What you are asked to do:
Pick out all lines of the entries that include the word "tokio" and copy them.

(Data items)
******

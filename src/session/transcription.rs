//! Transcription worker: finished utterances in, recognized text out.

use crate::audio::process;
use crate::audio::Utterance;
use crate::defaults;
use crate::session::fanout::FanoutSender;
use crate::session::signal::{Interrupt, Shutdown};
use crate::stt::Transcriber;
use std::sync::Arc;
use tokio::sync::mpsc::error::TryRecvError;
use tokio::sync::mpsc::UnboundedReceiver;
use tracing::{debug, warn};

/// Worker that turns utterances into transcripts.
///
/// A non-empty transcript raises the interrupt (new speech cancels any
/// reply in progress) and is broadcast to both the generation input queue
/// and the user-text outbound queue. Empty transcripts (silence, noise,
/// the near-empty utterances a quiet first frame produces) are dropped
/// without a trace.
pub struct TranscriptionStation {
    transcriber: Arc<dyn Transcriber>,
    target_sample_rate: u32,
}

impl TranscriptionStation {
    /// Creates a transcription worker for the given engine.
    pub fn new(transcriber: Arc<dyn Transcriber>, target_sample_rate: u32) -> Self {
        Self {
            transcriber,
            target_sample_rate,
        }
    }

    /// Runs the worker until the shutdown signal or a closed input queue.
    pub async fn run(
        self,
        mut input: UnboundedReceiver<Utterance>,
        transcript_tx: FanoutSender<String>,
        interrupt: Interrupt,
        shutdown: Shutdown,
    ) {
        loop {
            if shutdown.is_triggered() {
                break;
            }

            match input.try_recv() {
                Ok(utterance) => {
                    match self.transcribe(utterance).await {
                        Ok(text) => {
                            let text = text.trim().to_string();
                            if text.is_empty() {
                                continue;
                            }
                            debug!(%text, "transcribed");
                            // New speech cancels any reply in progress
                            interrupt.raise();
                            transcript_tx.send(text);
                        }
                        Err(e) => warn!("transcription failed: {e}"),
                    }
                }
                Err(TryRecvError::Empty) => tokio::time::sleep(defaults::IDLE_POLL).await,
                Err(TryRecvError::Disconnected) => break,
            }
        }
    }

    /// Resamples/downmixes the utterance and runs the engine on the
    /// blocking thread pool.
    async fn transcribe(&self, utterance: Utterance) -> crate::error::Result<String> {
        let samples = process::prepare(&utterance, self.target_sample_rate);
        let transcriber = self.transcriber.clone();
        let sample_rate = self.target_sample_rate;

        tokio::task::spawn_blocking(move || transcriber.transcribe(&samples, sample_rate))
            .await
            .map_err(|e| crate::error::ParlanceError::Transcription {
                message: format!("transcription task panicked: {e}"),
            })?
    }
}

******

Task solution:
use tokio::sync::mpsc::error::TryRecvError;
use tokio::sync::mpsc::UnboundedReceiver;
                Err(TryRecvError::Empty) => tokio::time::sleep(defaults::IDLE_POLL).await,
        tokio::task::spawn_blocking(move || transcriber.transcribe(&samples, sample_rate))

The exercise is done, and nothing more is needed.